» **WHAT YOU HAVE TO DO**
Make a tally of the lines in the records that include the string "ionstation", and give only that number.

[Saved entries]

//! Logging initialisation via tracing-subscriber.
//!
//! Call [`init`] once at startup, after config and CLI flags are resolved.

use std::path::Path;

use tracing::level_filters::LevelFilter;
use tracing_subscriber::EnvFilter;
use tracing_subscriber::fmt::writer::BoxMakeWriter;

use crate::core::error::AppError;

/// Initialise the global tracing subscriber.
///
/// When `prefer_level` is set (the user passed `-v` flags), `level` wins and
/// `RUST_LOG` is only a fallback for an invalid level. Otherwise `RUST_LOG`
/// wins and `level` (from config) is the fallback.
///
/// With `log_file` set, output is appended to that file instead of stderr so
/// the console channel stays readable.
pub fn init(level: &str, prefer_level: bool, log_file: Option<&Path>) -> Result<(), AppError> {
    let filter = if prefer_level {
        match EnvFilter::try_new(level) {
            Ok(filter) => filter,
            Err(level_err) => EnvFilter::try_from_default_env().map_err(|env_err| {
                AppError::Logger(format!(
                    "invalid log level '{level}': {level_err}; RUST_LOG parse failed: {env_err}"
                ))
            })?,
        }
    } else {
        EnvFilter::try_from_default_env()
            .or_else(|_| EnvFilter::try_new(level))
            .map_err(|e| AppError::Logger(format!("invalid log level '{level}': {e}")))?
    };

    let writer = match log_file {
        Some(path) => {
            if let Some(parent) = path.parent() {
                std::fs::create_dir_all(parent).map_err(|e| {
                    AppError::Logger(format!("cannot create log dir '{}': {e}", parent.display()))
                })?;
            }
            let file = std::fs::OpenOptions::new()
                .create(true)
                .append(true)
                .open(path)
                .map_err(|e| {
                    AppError::Logger(format!("failed to open log file '{}': {e}", path.display()))
                })?;
            BoxMakeWriter::new(file)
        }
        None => BoxMakeWriter::new(std::io::stderr),
    };

    tracing_subscriber::fmt()
        .with_env_filter(filter)
        .with_writer(writer)
        .try_init()
        .map_err(|e| AppError::Logger(format!("failed to set subscriber: {e}")))?;

    Ok(())
}

/// Parse a log level string into a [`LevelFilter`].
pub fn parse_level(level: &str) -> Result<LevelFilter, AppError> {
    if level.is_empty() {
        return Err(AppError::Logger("log level must not be empty".into()));
    }
    level
        .parse::<LevelFilter>()
        .map_err(|_| AppError::Logger(format!("unrecognised log level: '{level}'")))
}

/// Map the number of `-v` flags to a level; `None` means "use config".
pub fn level_from_verbosity(count: u8) -> Option<&'static str> {
    match count {
        0 => None,
        1 => Some("warn"),
        2 => Some("info"),
        3 => Some("debug"),
        _ => Some("trace"),
    }
}
//! WakeCycle integration tests: full cycles against mock ports.
//!
//! Covers the fixed step order, what reaches the uplink, and how the daily
//! slot counter moves across cycles and failures.

use ionstation::app::events::AppEvent;
use ionstation::app::service::UplinkOutcome;
use ionstation::calibration::Analyte;
use ionstation::config::WakeSpec;
use ionstation::datetime::DateTime;
use ionstation::error::{EncodeError, Error, UplinkError};
use ionstation::telemetry::PAYLOAD_CAPACITY;

use crate::mock_hw::{Call, MAY_1, count, first, last, rig, test_config};

// ── Happy path ────────────────────────────────────────────────

#[test]
fn first_cycle_of_the_day_posts_one_record_on_slot_zero() {
    let (mut cycle, mut rig) = rig::<PAYLOAD_CAPACITY>(test_config());

    let report = cycle
        .run(&rig.clock, &mut rig.store, &mut rig.net, &mut rig.sink)
        .unwrap();

    assert_eq!(report.slot, 0);
    assert!(report.state_persisted);
    assert_eq!(report.uplink, UplinkOutcome::Delivered(201));

    assert_eq!(rig.net.posts.len(), 1);
    let post = &rig.net.posts[0];
    assert_eq!(post.host, "clustervalley.agricos.mx");
    assert_eq!(post.port, 80);
    assert_eq!(post.path, "/api/Measure");
    assert_eq!(post.body.len(), report.payload_len);
}

#[test]
fn steps_run_in_fixed_order() {
    let (mut cycle, mut rig) = rig::<PAYLOAD_CAPACITY>(test_config());
    cycle
        .run(&rig.clock, &mut rig.store, &mut rig.net, &mut rig.sink)
        .unwrap();

    let j = &rig.journal;
    let gate = last(j, Call::CheckConnectivity).unwrap();
    let sync = first(j, Call::SyncTime).unwrap();
    let load = first(j, Call::StoreRead).unwrap();
    let persist = first(j, Call::StoreWrite).unwrap();
    let first_sample = first(j, Call::SensorRead(Analyte::Calcium)).unwrap();
    let last_sample = last(j, Call::SensorRead(Analyte::Potassium)).unwrap();
    let post = first(j, Call::Post).unwrap();

    assert!(gate < sync);
    assert!(sync < load);
    assert!(load < persist);
    assert!(persist < first_sample, "daily record must be saved before sampling");
    assert!(last_sample < post);
    assert_eq!(post, j.borrow().len() - 1, "post is the last port call");
}

#[test]
fn events_follow_the_cycle() {
    let (mut cycle, mut rig) = rig::<PAYLOAD_CAPACITY>(test_config());
    let report = cycle
        .run(&rig.clock, &mut rig.store, &mut rig.net, &mut rig.sink)
        .unwrap();

    let events = &rig.sink.events;
    assert!(matches!(events[0], AppEvent::CycleStarted { slots: 4, .. }));
    assert!(matches!(events[1], AppEvent::Connected { .. }));
    assert!(matches!(events[2], AppEvent::TimeSynced { .. }));
    assert!(matches!(
        events[3],
        AppEvent::SlotSelected {
            index: 0,
            slots: 4,
            previous: None
        }
    ));
    assert_eq!(rig.sink.captures() as u32, report.ticks);
    assert_eq!(report.unsampled, 0);
    assert!(!rig.sink.any(|e| matches!(e, AppEvent::ChannelUnsampled(_))));
    let tail = &events[events.len() - 2..];
    assert!(matches!(tail[0], AppEvent::TelemetryBuilt { bytes } if bytes == report.payload_len));
    assert_eq!(tail[1], AppEvent::UplinkSent { status: 201 });
}

// ── Sampling ──────────────────────────────────────────────────

#[test]
fn only_the_last_tick_is_transmitted() {
    let (mut cycle, mut rig) = rig::<PAYLOAD_CAPACITY>(test_config());
    let report = cycle
        .run(&rig.clock, &mut rig.store, &mut rig.net, &mut rig.sink)
        .unwrap();

    assert!(report.ticks > 1);
    assert_eq!(count(&rig.journal, Call::SensorRead(Analyte::Calcium)), report.ticks as usize);

    let calcium = report.measurements.ion(Analyte::Calcium);
    assert_eq!(calcium.raw, rig.probes.last(Analyte::Calcium));

    let first_capture = rig
        .sink
        .events
        .iter()
        .find_map(|e| match e {
            AppEvent::Captured { measurements, .. } => Some(*measurements),
            _ => None,
        })
        .unwrap();
    assert!(first_capture.ion(Analyte::Calcium).raw < calcium.raw);

    let body: serde_json::Value = serde_json::from_slice(&rig.net.posts[0].body).unwrap();
    let sent = body["d"][0]["m"][0]["v"].as_f64().unwrap();
    assert!((sent - f64::from(calcium.value)).abs() < 1e-3);
}

#[test]
fn capture_ticks_count_down_the_sampling_window() {
    let (mut cycle, mut rig) = rig::<PAYLOAD_CAPACITY>(test_config());
    cycle
        .run(&rig.clock, &mut rig.store, &mut rig.net, &mut rig.sink)
        .unwrap();

    let remaining: Vec<i64> = rig
        .sink
        .events
        .iter()
        .filter_map(|e| match e {
            AppEvent::Captured { remaining_ms, .. } => Some(*remaining_ms),
            _ => None,
        })
        .collect();
    assert!(remaining.windows(2).all(|w| w[0] > w[1]));
    assert!(remaining[0] <= 1_000);
}

#[test]
fn record_carries_station_code_timestamp_and_every_channel() {
    let (mut cycle, mut rig) = rig::<PAYLOAD_CAPACITY>(test_config());
    cycle
        .run(&rig.clock, &mut rig.store, &mut rig.net, &mut rig.sink)
        .unwrap();

    let body: serde_json::Value = serde_json::from_slice(&rig.net.posts[0].body).unwrap();
    assert_eq!(body["s"], "2024-05-01T10:00:00Z");
    assert_eq!(body["d"].as_array().unwrap().len(), 1);
    assert_eq!(body["d"][0]["k"], "ION001");

    let readings = body["d"][0]["m"].as_array().unwrap();
    let codes: Vec<&str> = readings.iter().map(|r| r["m"].as_str().unwrap()).collect();
    assert_eq!(codes, ["cCa", "cNo3", "cK", "ion_temp", "ion_bl"]);
    assert_eq!(readings[3]["v"].as_f64(), Some(21.5));
    assert_eq!(readings[4]["v"].as_u64(), Some(87));
}

// ── Connectivity gate ─────────────────────────────────────────

#[test]
fn no_network_stops_before_anything_else() {
    let (mut cycle, mut rig) = rig::<PAYLOAD_CAPACITY>(test_config());
    rig.net.ready_after = None;

    let err = cycle
        .run(&rig.clock, &mut rig.store, &mut rig.net, &mut rig.sink)
        .unwrap_err();

    assert_eq!(err, Error::ConnectivityTimeout);
    assert!(rig.net.checks > 1);
    for call in [
        Call::SyncTime,
        Call::StoreRead,
        Call::StoreWrite,
        Call::SensorRead(Analyte::Calcium),
        Call::Post,
    ] {
        assert_eq!(count(&rig.journal, call), 0, "{call:?} after timeout");
    }
    assert!(rig.sink.any(|e| matches!(e, AppEvent::ConnectivityTimeout { waited_ms } if *waited_ms >= 1_000)));
}

#[test]
fn slow_link_is_waited_for() {
    let (mut cycle, mut rig) = rig::<PAYLOAD_CAPACITY>(test_config());
    rig.net.ready_after = Some(3);

    let report = cycle
        .run(&rig.clock, &mut rig.store, &mut rig.net, &mut rig.sink)
        .unwrap();

    assert_eq!(count(&rig.journal, Call::CheckConnectivity), 4);
    assert_eq!(report.uplink, UplinkOutcome::Delivered(201));
}

// ── Time sync ─────────────────────────────────────────────────

#[test]
fn failed_time_sync_keeps_going_on_rtc_time() {
    let (mut cycle, mut rig) = rig::<PAYLOAD_CAPACITY>(test_config());
    rig.net.sync = Err(UplinkError::TimeSyncFailed);

    let report = cycle
        .run(&rig.clock, &mut rig.store, &mut rig.net, &mut rig.sink)
        .unwrap();

    assert_eq!(report.uplink, UplinkOutcome::Delivered(201));
    assert!(rig.sink.any(|e| *e == AppEvent::TimeSyncFailed(UplinkError::TimeSyncFailed)));
    assert_eq!(rig.net.last_body().map(|b| b.contains("2024-05-01T10:00:00Z")), Some(true));
}

#[test]
fn synced_date_drives_selection_and_timestamp() {
    let (mut cycle, mut rig) = rig::<PAYLOAD_CAPACITY>(test_config());
    cycle
        .run(&rig.clock, &mut rig.store, &mut rig.net, &mut rig.sink)
        .unwrap();

    // RTC lost power overnight; network time says it is still May 1st.
    rig.clock.set_now(DateTime::new(2000, 1, 1, 0, 0, 5));
    rig.net.sync_to = Some((rig.clock.wall.clone(), DateTime::new(2024, 5, 1, 16, 0, 0)));

    let report = cycle
        .run(&rig.clock, &mut rig.store, &mut rig.net, &mut rig.sink)
        .unwrap();

    assert_eq!(report.slot, 1);
    assert!(rig.net.last_body().unwrap().contains("\"s\":\"2024-05-01T16:00:00Z\""));
}

// ── Slot counter ──────────────────────────────────────────────

#[test]
fn same_day_cycles_walk_every_slot_and_wrap() {
    let (mut cycle, mut rig) = rig::<PAYLOAD_CAPACITY>(test_config());

    let slots: Vec<usize> = (0..5)
        .map(|_| {
            cycle
                .run(&rig.clock, &mut rig.store, &mut rig.net, &mut rig.sink)
                .unwrap()
                .slot
        })
        .collect();

    assert_eq!(slots, [0, 1, 2, 3, 0]);
    assert_eq!(rig.net.posts.len(), 5);
}

#[test]
fn new_day_restarts_at_slot_zero() {
    let (mut cycle, mut rig) = rig::<PAYLOAD_CAPACITY>(test_config());
    for _ in 0..2 {
        cycle
            .run(&rig.clock, &mut rig.store, &mut rig.net, &mut rig.sink)
            .unwrap();
    }

    rig.clock.set_now(DateTime::new(2024, 5, 2, 0, 5, 0));
    let report = cycle
        .run(&rig.clock, &mut rig.store, &mut rig.net, &mut rig.sink)
        .unwrap();
    assert_eq!(report.slot, 0);
}

#[test]
fn clock_rollback_restarts_at_slot_zero() {
    let (mut cycle, mut rig) = rig::<PAYLOAD_CAPACITY>(test_config());
    rig.clock.set_now(DateTime::new(2024, 5, 3, 9, 0, 0));
    for _ in 0..2 {
        cycle
            .run(&rig.clock, &mut rig.store, &mut rig.net, &mut rig.sink)
            .unwrap();
    }

    rig.clock.set_now(MAY_1);
    let report = cycle
        .run(&rig.clock, &mut rig.store, &mut rig.net, &mut rig.sink)
        .unwrap();
    assert_eq!(report.slot, 0);
}

#[test]
fn corrupt_record_degrades_to_slot_zero_and_recovers() {
    let (mut cycle, mut rig) = rig::<PAYLOAD_CAPACITY>(test_config());
    rig.store.corrupt();

    let report = cycle
        .run(&rig.clock, &mut rig.store, &mut rig.net, &mut rig.sink)
        .unwrap();
    assert_eq!(report.slot, 0);
    assert!(report.state_persisted);
    assert!(rig.sink.any(|e| matches!(e, AppEvent::SlotSelected { previous: None, .. })));

    let report = cycle
        .run(&rig.clock, &mut rig.store, &mut rig.net, &mut rig.sink)
        .unwrap();
    assert_eq!(report.slot, 1);
}

#[test]
fn unreadable_store_degrades_to_slot_zero() {
    let (mut cycle, mut rig) = rig::<PAYLOAD_CAPACITY>(test_config());
    cycle
        .run(&rig.clock, &mut rig.store, &mut rig.net, &mut rig.sink)
        .unwrap();

    rig.store.fail_reads = true;
    let report = cycle
        .run(&rig.clock, &mut rig.store, &mut rig.net, &mut rig.sink)
        .unwrap();
    assert_eq!(report.slot, 0);
}

#[test]
fn failed_persist_still_samples_and_posts() {
    let (mut cycle, mut rig) = rig::<PAYLOAD_CAPACITY>(test_config());
    rig.store.fail_writes = true;

    let report = cycle
        .run(&rig.clock, &mut rig.store, &mut rig.net, &mut rig.sink)
        .unwrap();

    assert!(!report.state_persisted);
    assert!(report.ticks > 0);
    assert_eq!(rig.net.posts.len(), 1);
    assert!(rig.sink.any(|e| matches!(e, AppEvent::StatePersistFailed(_))));

    // Nothing was stored, so the next cycle cannot advance.
    let report = cycle
        .run(&rig.clock, &mut rig.store, &mut rig.net, &mut rig.sink)
        .unwrap();
    assert_eq!(report.slot, 0);
}

// ── Encoding and uplink ───────────────────────────────────────

#[test]
fn oversized_record_is_not_posted() {
    let (mut cycle, mut rig) = rig::<64>(test_config());

    let err = cycle
        .run(&rig.clock, &mut rig.store, &mut rig.net, &mut rig.sink)
        .unwrap_err();

    assert!(matches!(err, Error::Encode(EncodeError::Overflow { capacity: 64, .. })));
    assert!(rig.net.posts.is_empty());
    assert!(cycle.context().builder.payload().is_empty());
    assert_eq!(rig.store.writes, 1, "selection still happened");
    assert!(rig.sink.any(|e| matches!(e, AppEvent::EncodeFailed(_))));
    assert!(!rig.sink.any(|e| matches!(e, AppEvent::TelemetryBuilt { .. })));
}

#[test]
fn rejected_post_is_reported_not_retried() {
    let (mut cycle, mut rig) = rig::<PAYLOAD_CAPACITY>(test_config());
    rig.net.response = Ok(500);

    let report = cycle
        .run(&rig.clock, &mut rig.store, &mut rig.net, &mut rig.sink)
        .unwrap();

    assert_eq!(report.uplink, UplinkOutcome::Failed(UplinkError::Status(500)));
    assert_eq!(count(&rig.journal, Call::Post), 1);
    assert!(rig.sink.any(|e| *e == AppEvent::UplinkFailed(UplinkError::Status(500))));
}

#[test]
fn dropped_connection_is_reported() {
    let (mut cycle, mut rig) = rig::<PAYLOAD_CAPACITY>(test_config());
    rig.net.response = Err(UplinkError::Disconnected);

    let report = cycle
        .run(&rig.clock, &mut rig.store, &mut rig.net, &mut rig.sink)
        .unwrap();

    assert_eq!(report.uplink, UplinkOutcome::Failed(UplinkError::Disconnected));
    assert!(report.state_persisted);
}

// ── Sleep ─────────────────────────────────────────────────────

#[test]
fn sleep_requests_the_configured_wake() {
    let mut config = test_config();
    config.wake = WakeSpec::new(0, 8, 0, 0);
    let (mut cycle, mut rig) = rig::<PAYLOAD_CAPACITY>(config);
    cycle
        .run(&rig.clock, &mut rig.store, &mut rig.net, &mut rig.sink)
        .unwrap();

    cycle.sleep(&mut rig.power, &mut rig.sink);

    assert_eq!(rig.power.sleeps, [WakeSpec::new(0, 8, 0, 0)]);
    assert_eq!(
        rig.sink.events.last(),
        Some(&AppEvent::Sleeping {
            wake: WakeSpec::new(0, 8, 0, 0)
        })
    );
}
//! Water temperature probe (PT1000 front-end).
//!
//! The driver already reports degrees Celsius; this wrapper only rejects
//! readings a submerged probe cannot produce.

use crate::app::ports::SensorDriver;
use crate::error::SensorError;

use super::{Measurement, MeasurementKind};

const MIN_C: f32 = -20.0;
const MAX_C: f32 = 80.0;

pub struct TemperatureSensor {
    driver: Box<dyn SensorDriver>,
}

impl TemperatureSensor {
    pub fn new(driver: Box<dyn SensorDriver>) -> Self {
        Self { driver }
    }

    pub fn read(&mut self) -> Result<Measurement, SensorError> {
        let celsius = self.driver.raw_read()?;
        if !celsius.is_finite() {
            return Err(SensorError::NotFinite);
        }
        if !(MIN_C..=MAX_C).contains(&celsius) {
            return Err(SensorError::OutOfRange);
        }
        Ok(Measurement::new(MeasurementKind::Temperature, celsius, celsius))
    }
}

» **REPLY**
7